In this work, choline fluoride, choline chloride, and 2-fluoroethyl-trimethylammonium bromide containing –F, –Cl, and –Br structures were used as hydrogen bond receptors. Acetamide, urea, trifluoroacetamide, xylitol, ethylene glycol, malonic acid and lactic acid containing –HN2, –COOH, –OH, and –F structures were used as hydrogen bond donors. We constructed functional deep eutectic solvents rich in hydrogen bond donors and acceptors while providing alcohol hydrogen bond attraction sites and aldehyde and ketone hydrogen bond attraction sites. The efficient separation and enrichment of trace alcohols, aldehydes, and ketones in Fischer-Tropsch (F-T) oil products were achieved through hydrogen bond interaction. The mechanism of selective extraction of different types of oxygenated compounds by functionalized deep eutectic solvents was revealed, and the linear relationship among structure, hydrogen bond descriptor, and extraction performance was clarified through quantum chemistry calculations.
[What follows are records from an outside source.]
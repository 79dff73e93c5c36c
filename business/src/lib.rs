pub mod application {
    pub mod cart {
        pub mod add_catalog_product;
        pub mod add_item;
        pub mod client;
        pub mod get_checkout_url;
        pub mod remove_item;
        pub mod resolve;
        pub mod update_quantity;
    }
    pub mod catalog {
        pub mod get_all;
        pub mod get_by_slug;
        pub mod get_featured;
        pub mod get_storefront_product;
        pub mod list_storefront_products;
    }
    #[cfg(test)]
    pub(crate) mod mocks;
}

pub mod domain {
    pub mod errors;
    pub mod logger;
    pub mod shared {
        pub mod value_objects;
    }
    pub mod cart {
        pub mod errors;
        pub mod model;
        pub mod repository;
        pub mod services;
        pub mod state;
        pub mod use_cases {
            pub mod add_catalog_product;
            pub mod add_item;
            pub mod get_checkout_url;
            pub mod remove_item;
            pub mod resolve;
            pub mod update_quantity;
        }
    }
    pub mod catalog {
        pub mod errors;
        pub mod model;
        pub mod repository;
        pub mod services;
        pub mod use_cases {
            pub mod get_all;
            pub mod get_by_slug;
            pub mod get_featured;
            pub mod get_storefront_product;
            pub mod list_storefront_products;
        }
    }
}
Further, liquid–liquid extraction was used to extract and separate the oxygenated compounds from high-temperature F-T oil products using the synthesized functional deep eutectic solvent. The experimental results showed that propanol, butyraldehyde, and methylethylketone could be extracted simultaneously and efficiently, and the solvent effects were consistent with the results of quantum chemistry calculation. The excellent extraction and separation effects were due to the large number of hydrogen bonds and oxyphilic atomic forces of deep eutectic solvents. The modern solvent was reasonably designed, which is significant for extracting different oxygenated compounds from high-temperature F-T oil products.